//! PostgreSQL-backed `CourseListRepository` using Diesel.
//!
//! The `bookmarks` and `carts` tables share one layout. A macro stamps out the
//! query functions for each table and the repository dispatches on its
//! [`CourseListKind`]. Add and revoke lock the owning row with
//! `SELECT ... FOR UPDATE`, compute the new identifier set and write it back
//! inside one transaction, so concurrent mutations serialise per list.

use std::sync::Arc;

use async_trait::async_trait;
use diesel::result::{DatabaseErrorKind, Error as DieselError};
use diesel_async::scoped_futures::ScopedFutureExt;
use diesel_async::{AsyncConnection, AsyncPgConnection};
use mockable::Clock;
use tracing::debug;

use crate::domain::ports::{CourseListRepository, CourseListRepositoryError, UpdateOutcome};
use crate::domain::{
    CourseList, CourseListKind, FieldMask, ObjectId, Page, merge_course_ids, remove_course_ids,
};

use super::models::{CourseListRow, decode_course_ids, encode_course_ids};
use super::pool::{DbPool, PoolError};

macro_rules! course_list_table {
    ($ops:ident, $table:ident) => {
        mod $ops {
            use chrono::{DateTime, Utc};
            use diesel::prelude::*;
            use diesel_async::{AsyncPgConnection, RunQueryDsl};

            use crate::outbound::persistence::models::CourseListRow;
            use crate::outbound::persistence::schema::$table;

            pub(super) async fn page(
                conn: &mut AsyncPgConnection,
                limit: i64,
                offset: i64,
            ) -> QueryResult<Vec<CourseListRow>> {
                $table::table
                    .filter($table::deleted_at.is_null())
                    .order($table::id.asc())
                    .limit(limit)
                    .offset(offset)
                    .load(conn)
                    .await
            }

            pub(super) async fn by_id(
                conn: &mut AsyncPgConnection,
                id: &[u8],
            ) -> QueryResult<Option<CourseListRow>> {
                $table::table
                    .filter($table::id.eq(id))
                    .filter($table::deleted_at.is_null())
                    .first(conn)
                    .await
                    .optional()
            }

            pub(super) async fn by_user_id(
                conn: &mut AsyncPgConnection,
                user_id: &str,
            ) -> QueryResult<Option<CourseListRow>> {
                $table::table
                    .filter($table::user_id.eq(user_id))
                    .filter($table::deleted_at.is_null())
                    .first(conn)
                    .await
                    .optional()
            }

            pub(super) async fn insert(
                conn: &mut AsyncPgConnection,
                row: &CourseListRow,
            ) -> QueryResult<usize> {
                diesel::insert_into($table::table)
                    .values((
                        $table::id.eq(&row.id),
                        $table::user_id.eq(&row.user_id),
                        $table::course_ids.eq(&row.course_ids),
                        $table::created_at.eq(row.created_at),
                        $table::updated_at.eq(row.updated_at),
                        $table::deleted_at.eq(row.deleted_at),
                    ))
                    .execute(conn)
                    .await
            }

            pub(super) async fn lock_course_ids(
                conn: &mut AsyncPgConnection,
                user_id: &str,
            ) -> QueryResult<Option<(Vec<u8>, Vec<Vec<u8>>)>> {
                $table::table
                    .filter($table::user_id.eq(user_id))
                    .filter($table::deleted_at.is_null())
                    .select(($table::id, $table::course_ids))
                    .for_update()
                    .first(conn)
                    .await
                    .optional()
            }

            pub(super) async fn store_course_ids(
                conn: &mut AsyncPgConnection,
                id: &[u8],
                course_ids: &[Vec<u8>],
                now: DateTime<Utc>,
            ) -> QueryResult<usize> {
                diesel::update($table::table.filter($table::id.eq(id)))
                    .set((
                        $table::course_ids.eq(course_ids),
                        $table::updated_at.eq(Some(now)),
                    ))
                    .execute(conn)
                    .await
            }

            pub(super) async fn delete(conn: &mut AsyncPgConnection, id: &[u8]) -> QueryResult<usize> {
                diesel::delete($table::table.filter($table::id.eq(id)))
                    .execute(conn)
                    .await
            }
        }
    };
}

course_list_table!(bookmark_rows, bookmarks);
course_list_table!(cart_rows, carts);

/// Run `$body` with `$ops` bound to the query module for `$kind`.
macro_rules! with_table {
    ($kind:expr, |$ops:ident| $body:expr) => {
        match $kind {
            CourseListKind::Bookmark => {
                use bookmark_rows as $ops;
                $body
            }
            CourseListKind::Cart => {
                use cart_rows as $ops;
                $body
            }
        }
    };
}

/// Outcome of a locked read-modify-write.
enum LockedUpdate {
    Missing,
    Unchanged,
    Modified,
}

/// Which set operation a locked update applies.
#[derive(Clone, Copy)]
enum SetOperation {
    Union,
    Difference,
}

/// Diesel-backed implementation of the `CourseListRepository` port.
#[derive(Clone)]
pub struct DieselCourseListRepository {
    kind: CourseListKind,
    pool: DbPool,
    clock: Arc<dyn Clock>,
}

impl DieselCourseListRepository {
    pub fn new(kind: CourseListKind, pool: DbPool, clock: Arc<dyn Clock>) -> Self {
        Self { kind, pool, clock }
    }

    async fn update_locked(
        &self,
        user_id: &str,
        course_ids: &[ObjectId],
        operation: SetOperation,
    ) -> Result<LockedUpdate, CourseListRepositoryError> {
        let kind = self.kind;
        let now = self.clock.utc();
        let mut pooled = self.pool.get().await.map_err(map_pool_error)?;
        let conn: &mut AsyncPgConnection = &mut pooled;

        conn.transaction::<_, DieselError, _>(|conn| {
            async move {
                let locked = with_table!(kind, |ops| ops::lock_course_ids(conn, user_id).await)?;
                let Some((id, stored)) = locked else {
                    return Ok(LockedUpdate::Missing);
                };
                let mut ids = decode_course_ids(stored)
                    .map_err(|err| DieselError::DeserializationError(Box::new(err)))?;
                let changed = match operation {
                    SetOperation::Union => merge_course_ids(&mut ids, course_ids.iter().copied()),
                    SetOperation::Difference => remove_course_ids(&mut ids, course_ids),
                };
                if !changed {
                    return Ok(LockedUpdate::Unchanged);
                }
                let encoded = encode_course_ids(&ids);
                with_table!(kind, |ops| {
                    ops::store_course_ids(conn, &id, &encoded, now).await
                })?;
                Ok(LockedUpdate::Modified)
            }
            .scope_boxed()
        })
        .await
        .map_err(map_diesel_error)
    }
}

fn map_pool_error(error: PoolError) -> CourseListRepositoryError {
    CourseListRepositoryError::connection(error.into_message())
}

fn map_diesel_error(error: DieselError) -> CourseListRepositoryError {
    match &error {
        DieselError::DatabaseError(kind, info) => {
            debug!(?kind, message = info.message(), "diesel operation failed");
        }
        _ => debug!(%error, "diesel operation failed"),
    }

    match error {
        DieselError::DatabaseError(DatabaseErrorKind::UniqueViolation, info) => {
            CourseListRepositoryError::duplicate_key(
                info.constraint_name().unwrap_or("user_id").to_owned(),
            )
        }
        DieselError::DatabaseError(DatabaseErrorKind::ClosedConnection, _) => {
            CourseListRepositoryError::connection("database connection error")
        }
        DieselError::DeserializationError(err) => {
            CourseListRepositoryError::query(format!("stored course list is corrupt: {err}"))
        }
        DieselError::QueryBuilderError(_) => {
            CourseListRepositoryError::query("database query error")
        }
        _ => CourseListRepositoryError::query("database error"),
    }
}

fn row_to_list(row: CourseListRow, mask: &FieldMask) -> Result<CourseList, CourseListRepositoryError> {
    row.into_domain()
        .map(|list| list.project(mask))
        .map_err(|err| CourseListRepositoryError::query(format!("stored course list is corrupt: {err}")))
}

fn list_to_row(list: &CourseList) -> CourseListRow {
    CourseListRow {
        id: list.id.bytes().to_vec(),
        user_id: list.user_id.clone(),
        course_ids: encode_course_ids(&list.course_ids()),
        created_at: list.created_at,
        updated_at: list.updated_at,
        deleted_at: list.deleted_at,
    }
}

fn to_sql_bound(value: u64) -> i64 {
    i64::try_from(value).unwrap_or(i64::MAX)
}

#[async_trait]
impl CourseListRepository for DieselCourseListRepository {
    async fn fetch(
        &self,
        mask: &FieldMask,
        page: Page,
    ) -> Result<Vec<CourseList>, CourseListRepositoryError> {
        let mut pooled = self.pool.get().await.map_err(map_pool_error)?;
        let conn: &mut AsyncPgConnection = &mut pooled;
        let (limit, offset) = (to_sql_bound(page.limit()), to_sql_bound(page.skip()));

        let rows = with_table!(self.kind, |ops| ops::page(conn, limit, offset).await)
            .map_err(map_diesel_error)?;
        rows.into_iter().map(|row| row_to_list(row, mask)).collect()
    }

    async fn fetch_by_id(
        &self,
        id: &ObjectId,
        mask: &FieldMask,
    ) -> Result<CourseList, CourseListRepositoryError> {
        let mut pooled = self.pool.get().await.map_err(map_pool_error)?;
        let conn: &mut AsyncPgConnection = &mut pooled;

        let row = with_table!(self.kind, |ops| ops::by_id(conn, id.bytes()).await)
            .map_err(map_diesel_error)?
            .ok_or_else(|| CourseListRepositoryError::not_found(format!("id {id}")))?;
        row_to_list(row, mask)
    }

    async fn fetch_by_user_id(
        &self,
        user_id: &str,
        mask: &FieldMask,
    ) -> Result<CourseList, CourseListRepositoryError> {
        let mut pooled = self.pool.get().await.map_err(map_pool_error)?;
        let conn: &mut AsyncPgConnection = &mut pooled;

        let row = with_table!(self.kind, |ops| ops::by_user_id(conn, user_id).await)
            .map_err(map_diesel_error)?
            .ok_or_else(|| CourseListRepositoryError::not_found(format!("user {user_id}")))?;
        row_to_list(row, mask)
    }

    async fn create(&self, list: &CourseList) -> Result<ObjectId, CourseListRepositoryError> {
        let kind = self.kind;
        let row = list_to_row(list);
        let mut pooled = self.pool.get().await.map_err(map_pool_error)?;
        let conn: &mut AsyncPgConnection = &mut pooled;

        conn.transaction::<_, DieselError, _>(|conn| {
            async move { with_table!(kind, |ops| ops::insert(conn, &row).await) }.scope_boxed()
        })
        .await
        .map_err(|err| match map_diesel_error(err) {
            CourseListRepositoryError::DuplicateKey { .. } => {
                CourseListRepositoryError::duplicate_key(format!("user {}", list.user_id))
            }
            other => other,
        })?;
        debug!(%kind, id = %list.id, user_id = %list.user_id, "course list created");
        Ok(list.id)
    }

    async fn add_courses(
        &self,
        user_id: &str,
        course_ids: &[ObjectId],
    ) -> Result<(), CourseListRepositoryError> {
        match self
            .update_locked(user_id, course_ids, SetOperation::Union)
            .await?
        {
            LockedUpdate::Modified => Ok(()),
            LockedUpdate::Unchanged => Err(CourseListRepositoryError::not_modified(format!(
                "user {user_id}"
            ))),
            LockedUpdate::Missing => Err(CourseListRepositoryError::not_found(format!(
                "user {user_id}"
            ))),
        }
    }

    async fn revoke_courses(
        &self,
        user_id: &str,
        course_ids: &[ObjectId],
    ) -> Result<UpdateOutcome, CourseListRepositoryError> {
        match self
            .update_locked(user_id, course_ids, SetOperation::Difference)
            .await?
        {
            LockedUpdate::Modified => Ok(UpdateOutcome::Modified),
            LockedUpdate::Unchanged => Ok(UpdateOutcome::Unchanged),
            LockedUpdate::Missing => Err(CourseListRepositoryError::not_found(format!(
                "user {user_id}"
            ))),
        }
    }

    async fn delete(&self, id: &ObjectId) -> Result<(), CourseListRepositoryError> {
        let mut pooled = self.pool.get().await.map_err(map_pool_error)?;
        let conn: &mut AsyncPgConnection = &mut pooled;

        let deleted = with_table!(self.kind, |ops| ops::delete(conn, id.bytes()).await)
            .map_err(map_diesel_error)?;
        if deleted == 0 {
            return Err(CourseListRepositoryError::not_found(format!("id {id}")));
        }
        Ok(())
    }
}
__________________________________________________
Task description: Please return all lines above in which the string "SetOperation" is found.

Output below:
enum SetOperation {
        operation: SetOperation,
                    SetOperation::Union => merge_course_ids(&mut ids, course_ids.iter().copied()),
                    SetOperation::Difference => remove_course_ids(&mut ids, course_ids),
            .update_locked(user_id, course_ids, SetOperation::Union)
            .update_locked(user_id, course_ids, SetOperation::Difference)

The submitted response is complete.